Je me suis rendu compte que le libre questionnait systématiquement cette question de qualité. Il n’y a pour moi pas qu’une seule qualité.

Je me rends surtout compte de cela dans un contexte typographique. C’est à dire qu’en utilisant, produisant et analysant ce qu’est la typographie libre, je me suis rendu compte que, de la même manière qu’il n’y avait pas qu’un seul profil de designer, il n’y avait pas qu’une seule notion de qualité. La notion même de licence permet d’après moi de contribuer à la qualité d’une fonte quelque soit sa qualité graphique.

Je suis intéressé par la redéfinition de la qualité, ou à l’ajout d’une ou plusieurs strates à la notion de qualité.

Versioning

D’un point de vue plus artistique, je m’intéresse depuis quelques années aussi à la manière dont on peut versionner les objets dans l’espace, et comment l’objet peut conceptuellement être influencé par des notions légales et surtout de licences. Cela rejoint les problématiques des associations dont je fait parti.

J’essaie de produire et de documenter des installations artistiques dont les licences seront libres, et de versionner dans le temps des états de ces installations.

C’est un chantier que je vais continuer dès que j’en ai l’occasion.

Accessibilité

Il est à mon avis important d’organiser des choses qui sont adaptables aux non technophiles, d’une part parce que la technique est de moins en moins compliquée, et qu’il y a plusieurs degrés pour l’aborder. Ensuite parce que le contenu est souvent un bon prétexte pour s’intéresser à la technique. J’ai souvent fait l’expérience de workshops organisés avec des gens qui n’avaient pas l’habitude d’une approche par la technique, et ces profils étaient souvent très intéressants, parce qu’ils avaient ce recul de personnes non connectées. Dans ma pratique, je m’intéresse aussi à faire des choses non connectées qui s’inspirent de processus existants et numériques.

Pérennité

J’ai l’impression que l’open source est d’abord une manière d’avoir des outils qui sont pérennes. Les licences libres assurent un suivi dans le temps.

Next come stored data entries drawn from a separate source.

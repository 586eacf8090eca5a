//! Two-clock timer engine.
//!
//! The engine is a wall-clock-based state machine. It does not use internal
//! threads - the caller is responsible for calling `advance(now)` periodically
//! while a clock runs, passing the current wall-clock time.
//!
//! ## Clocks
//!
//! ```text
//! Focus: counts down from the configured duration toward zero.
//! Slack: counts up from zero.
//! ```
//!
//! At most one clock accrues time at any moment. Elapsed time is always
//! computed from wall-clock deltas between calls, never from an assumed
//! tick cadence.
//!
//! ## Usage
//!
//! ```ignore
//! let mut engine = TimerEngine::new(600);
//! engine.activate(Player::Focus, Utc::now());
//! // In a loop (~100ms):
//! engine.advance(Utc::now()); // Returns Some(winner) when focus hits zero
//! ```

use chrono::{DateTime, Utc};
use serde::{Deserialize, Serialize};

use crate::events::Event;
use crate::timer::format::format_hms;

/// Default focus duration: ten minutes.
pub const DEFAULT_FOCUS_SECS: u32 = 600;

/// The two clocks a user can put time on.
#[derive(Debug, Clone, Copy, PartialEq, Eq, Serialize, Deserialize)]
#[serde(rename_all = "lowercase")]
pub enum Player {
    Focus,
    Slack,
}

/// Result of a pause toggle.
///
/// `Rejected` means no clock was active and nothing changed.
#[derive(Debug, Clone, Copy, PartialEq, Eq, Serialize, Deserialize)]
#[serde(rename_all = "lowercase")]
pub enum PauseToggle {
    Rejected,
    Paused,
    Resumed,
}

/// Urgency of the remaining focus time, used by the renderer for coloring.
#[derive(Debug, Clone, Copy, PartialEq, Eq, Serialize, Deserialize)]
#[serde(rename_all = "lowercase")]
pub enum WarningLevel {
    None,
    Medium,
    Critical,
}

/// Core timer engine.
///
/// Operates on wall-clock deltas -- no internal thread. Mutated only by the
/// host's scheduling tick; no locking inside.
#[derive(Debug, Clone, Serialize, Deserialize)]
pub struct TimerEngine {
    /// Seconds left on the focus countdown. Never negative.
    focus_remaining: f64,
    /// Seconds accrued on the slack count-up. Never negative.
    slack_elapsed: f64,
    /// Which clock is currently selected, if any.
    active: Option<Player>,
    running: bool,
    /// Wall-clock reference for computing elapsed deltas; `None` while stopped.
    #[serde(default)]
    last_tick: Option<DateTime<Utc>>,
}

impl Default for TimerEngine {
    fn default() -> Self {
        Self::new(DEFAULT_FOCUS_SECS)
    }
}

impl TimerEngine {
    /// Create a new engine with the given focus duration in seconds.
    pub fn new(focus_secs: u32) -> Self {
        Self {
            focus_remaining: f64::from(focus_secs),
            slack_elapsed: 0.0,
            active: None,
            running: false,
            last_tick: None,
        }
    }

    // ── Queries ──────────────────────────────────────────────────────

    pub fn focus_remaining(&self) -> f64 {
        self.focus_remaining
    }

    pub fn slack_elapsed(&self) -> f64 {
        self.slack_elapsed
    }

    pub fn active(&self) -> Option<Player> {
        self.active
    }

    pub fn is_running(&self) -> bool {
        self.running
    }

    /// Urgency of the focus countdown. Pure; no side effects.
    pub fn warning_level(&self) -> WarningLevel {
        if self.focus_remaining < 60.0 {
            WarningLevel::Critical
        } else if self.focus_remaining < 180.0 {
            WarningLevel::Medium
        } else {
            WarningLevel::None
        }
    }

    /// Build a full state snapshot event.
    pub fn snapshot(&self, at: DateTime<Utc>) -> Event {
        Event::StateSnapshot {
            active: self.active,
            running: self.running,
            focus_remaining_secs: self.focus_remaining,
            slack_elapsed_secs: self.slack_elapsed,
            focus_display: format_hms(self.focus_remaining),
            slack_display: format_hms(self.slack_elapsed),
            warning: self.warning_level(),
            at,
        }
    }

    // ── Commands ─────────────────────────────────────────────────────

    /// Set the focus duration. Only valid while stopped.
    ///
    /// Resets the slack clock to zero. Returns `false` (state unchanged)
    /// when a clock is running.
    pub fn set_focus_duration(&mut self, secs: u32) -> bool {
        if self.running {
            return false;
        }
        self.focus_remaining = f64::from(secs);
        self.slack_elapsed = 0.0;
        true
    }

    /// Select a clock and start it.
    ///
    /// Returns `false` when the requested clock is already active and
    /// running -- the caller uses that to suppress duplicate session or
    /// segment bookkeeping.
    pub fn activate(&mut self, player: Player, now: DateTime<Utc>) -> bool {
        if self.active == Some(player) && self.running {
            return false;
        }
        self.active = Some(player);
        self.running = true;
        self.last_tick = Some(now);
        true
    }

    /// Flip the running state of the active clock.
    pub fn toggle_pause(&mut self, now: DateTime<Utc>) -> PauseToggle {
        if self.active.is_none() {
            return PauseToggle::Rejected;
        }
        self.running = !self.running;
        if self.running {
            self.last_tick = Some(now);
            PauseToggle::Resumed
        } else {
            self.last_tick = None;
            PauseToggle::Paused
        }
    }

    /// Advance the active clock to `now`.
    ///
    /// No-op returning `None` while stopped or with no clock selected.
    /// Returns the winning player exactly when the focus countdown crosses
    /// from positive to zero (the slack clock outlasted it).
    pub fn advance(&mut self, now: DateTime<Utc>) -> Option<Player> {
        if !self.running {
            return None;
        }
        let player = self.active?;
        let Some(last) = self.last_tick.replace(now) else {
            // Missing reference stamp; accrue nothing this call.
            return None;
        };
        // Scheduler cadence is not guaranteed; a backwards clock step
        // accrues nothing rather than going negative.
        let elapsed = ((now - last).num_milliseconds() as f64 / 1000.0).max(0.0);

        match player {
            Player::Focus => {
                let before = self.focus_remaining;
                self.focus_remaining = (before - elapsed).max(0.0);
                if before > 0.0 && self.focus_remaining == 0.0 {
                    return Some(Player::Slack);
                }
                None
            }
            Player::Slack => {
                self.slack_elapsed += elapsed;
                None
            }
        }
    }

    /// Stop accrual without clearing the clocks. Used when the countdown
    /// is exhausted and the host takes over.
    pub fn stop(&mut self) {
        self.running = false;
        self.last_tick = None;
    }

    /// Return all fields to the initial state with the given duration.
    pub fn reset(&mut self, focus_secs: u32) {
        *self = Self::new(focus_secs);
    }
}

#[cfg(test)]
mod tests {
    use super::*;
    use chrono::{Duration, TimeZone};
    use proptest::prelude::*;

    fn t0() -> DateTime<Utc> {
        Utc.with_ymd_and_hms(2026, 3, 4, 9, 0, 0).unwrap()
    }

    fn at(secs: i64) -> DateTime<Utc> {
        t0() + Duration::seconds(secs)
    }

    #[test]
    fn advance_is_noop_when_stopped() {
        let mut engine = TimerEngine::new(600);
        assert_eq!(engine.advance(at(5)), None);
        assert_eq!(engine.focus_remaining(), 600.0);

        engine.activate(Player::Focus, t0());
        engine.toggle_pause(at(1));
        assert_eq!(engine.advance(at(10)), None);
        assert_eq!(engine.focus_remaining(), 600.0);
    }

    #[test]
    fn focus_counts_down_by_wall_clock_delta() {
        let mut engine = TimerEngine::new(600);
        engine.activate(Player::Focus, t0());
        assert_eq!(engine.advance(at(10)), None);
        assert_eq!(engine.focus_remaining(), 590.0);
        // Irregular cadence: the delta is what counts.
        assert_eq!(engine.advance(at(13)), None);
        assert_eq!(engine.focus_remaining(), 587.0);
    }

    #[test]
    fn slack_counts_up() {
        let mut engine = TimerEngine::new(600);
        engine.activate(Player::Slack, t0());
        engine.advance(at(25));
        assert_eq!(engine.slack_elapsed(), 25.0);
        assert_eq!(engine.focus_remaining(), 600.0);
    }

    #[test]
    fn winner_returned_exactly_on_exhaustion() {
        let mut engine = TimerEngine::new(10);
        engine.activate(Player::Focus, t0());
        assert_eq!(engine.advance(at(9)), None);
        assert_eq!(engine.advance(at(30)), Some(Player::Slack));
        assert_eq!(engine.focus_remaining(), 0.0);
        // Already at zero: no second winner.
        assert_eq!(engine.advance(at(31)), None);
    }

    #[test]
    fn backwards_clock_step_accrues_nothing() {
        let mut engine = TimerEngine::new(600);
        engine.activate(Player::Focus, at(10));
        assert_eq!(engine.advance(at(5)), None);
        assert_eq!(engine.focus_remaining(), 600.0);
        // The reference stamp moved to the earlier time.
        engine.advance(at(8));
        assert_eq!(engine.focus_remaining(), 597.0);
    }

    #[test]
    fn set_focus_duration_resets_slack_and_fails_while_running() {
        let mut engine = TimerEngine::new(600);
        engine.activate(Player::Slack, t0());
        engine.advance(at(30));
        assert!(!engine.set_focus_duration(1200));
        assert_eq!(engine.focus_remaining(), 600.0);
        assert_eq!(engine.slack_elapsed(), 30.0);

        engine.toggle_pause(at(31));
        assert!(engine.set_focus_duration(1200));
        assert_eq!(engine.focus_remaining(), 1200.0);
        assert_eq!(engine.slack_elapsed(), 0.0);
    }

    #[test]
    fn activate_same_running_clock_is_rejected() {
        let mut engine = TimerEngine::new(600);
        assert!(engine.activate(Player::Focus, t0()));
        assert!(!engine.activate(Player::Focus, at(5)));
        // Switching clocks is always accepted.
        assert!(engine.activate(Player::Slack, at(10)));
        // Re-activating a paused clock restarts it.
        engine.toggle_pause(at(11));
        assert!(engine.activate(Player::Slack, at(12)));
    }

    #[test]
    fn toggle_pause_tri_state() {
        let mut engine = TimerEngine::new(600);
        assert_eq!(engine.toggle_pause(t0()), PauseToggle::Rejected);

        engine.activate(Player::Focus, t0());
        assert_eq!(engine.toggle_pause(at(5)), PauseToggle::Paused);
        assert!(!engine.is_running());
        assert_eq!(engine.toggle_pause(at(20)), PauseToggle::Resumed);
        assert!(engine.is_running());
        // Resume restamps the reference: the paused gap never accrues.
        engine.advance(at(22));
        assert_eq!(engine.focus_remaining(), 598.0);
    }

    #[test]
    fn warning_level_boundaries() {
        let mut engine = TimerEngine::new(600);
        assert_eq!(engine.warning_level(), WarningLevel::None);

        // Exactly 180.0 remaining is not yet medium; medium is strictly below.
        engine.set_focus_duration(180);
        assert_eq!(engine.warning_level(), WarningLevel::None);

        engine.activate(Player::Focus, t0());
        engine.advance(at(120));
        // Exactly 60.0 remaining is still medium; critical is strictly below.
        assert_eq!(engine.focus_remaining(), 60.0);
        assert_eq!(engine.warning_level(), WarningLevel::Medium);
        engine.advance(at(120) + Duration::milliseconds(10));
        assert!(engine.focus_remaining() < 60.0);
        assert_eq!(engine.warning_level(), WarningLevel::Critical);
    }

    #[test]
    fn reset_restores_initial_state() {
        let mut engine = TimerEngine::new(600);
        engine.activate(Player::Slack, t0());
        engine.advance(at(42));
        engine.reset(600);
        assert_eq!(engine.focus_remaining(), 600.0);
        assert_eq!(engine.slack_elapsed(), 0.0);
        assert_eq!(engine.active(), None);
        assert!(!engine.is_running());
    }

    #[test]
    fn snapshot_carries_formatted_clocks() {
        let engine = TimerEngine::new(600);
        match engine.snapshot(t0()) {
            Event::StateSnapshot {
                focus_display,
                slack_display,
                running,
                ..
            } => {
                assert_eq!(focus_display, "00:10:00");
                assert_eq!(slack_display, "00:00:00");
                assert!(!running);
            }
            other => panic!("expected StateSnapshot, got {other:?}"),
        }
    }

    #[test]
    fn engine_serde_round_trip() {
        let mut engine = TimerEngine::new(600);
        engine.activate(Player::Focus, t0());
        engine.advance(at(30));
        let json = serde_json::to_string(&engine).unwrap();
        let restored: TimerEngine = serde_json::from_str(&json).unwrap();
        assert_eq!(restored.focus_remaining(), engine.focus_remaining());
        assert_eq!(restored.active(), Some(Player::Focus));
    }

    proptest! {
        // For any non-negative elapsed sequence, focus never goes negative,
        // never increases, and at most one winner is reported.
        #[test]
        fn focus_countdown_monotonic(deltas in prop::collection::vec(0u64..120_000, 1..40)) {
            let mut engine = TimerEngine::new(600);
            engine.activate(Player::Focus, t0());
            let mut now = t0();
            let mut before = engine.focus_remaining();
            let mut winners = 0;
            for ms in deltas {
                now += Duration::milliseconds(ms as i64);
                let winner = engine.advance(now);
                let after = engine.focus_remaining();
                prop_assert!(after >= 0.0);
                prop_assert!(after <= before);
                if winner.is_some() {
                    winners += 1;
                    prop_assert_eq!(after, 0.0);
                    prop_assert!(before > 0.0);
                }
                before = after;
            }
            prop_assert!(winners <= 1);
        }
    }
}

Le travail collaboratif autour des outils et des ressources libres permet d’être asynchrone.

Et cela, je trouve que c’est très intéressant.

Recherche

Étant donné que l’on peut transmettre des idées ou des envies, je pense que l’on peut considérer la motivation comme un commun.

Dans le contexte leurs parcours, les étudiants en Art, en Design, sont très ouverts à de nouvelles choses. Je pense qu’il faut profiter de ces moments là, et c’est pour cela que je m’intéresse vraiment à la formation et à l’enseignement. Il faut savoir se saisir de ces moments pour offrir un maximum d’alternatives, au sens très large, et de richesses théorique et technologique. Bien sûr, le logiciel libre est un moyen d’offrir cette richesse là. Mais il est aussi du rôle des professeurs de se remettre perpétuellement en question et de ne plus venir en tant qu’auteur accompli, mais plutôt en tant qu’ancien étudiant. Il serait intéressant de voir si le professeur en tant que maître – au sens maîtrisant une technique – a toujours sa place dans une école d’Art. Je pense que c’est surtout des profils de co-chercheurs, de gens qui apprennent davantage à chercher qu’à trouver, dont l’école a besoin. Il faut apprendre aux étudiants à se situer dans la transversalité plutôt que d’approfondir un sujet avec un mentor. Je pense qu’il est important d’offrir cette richesse, que je considère comme un « commun », au sens où je l’ai compris.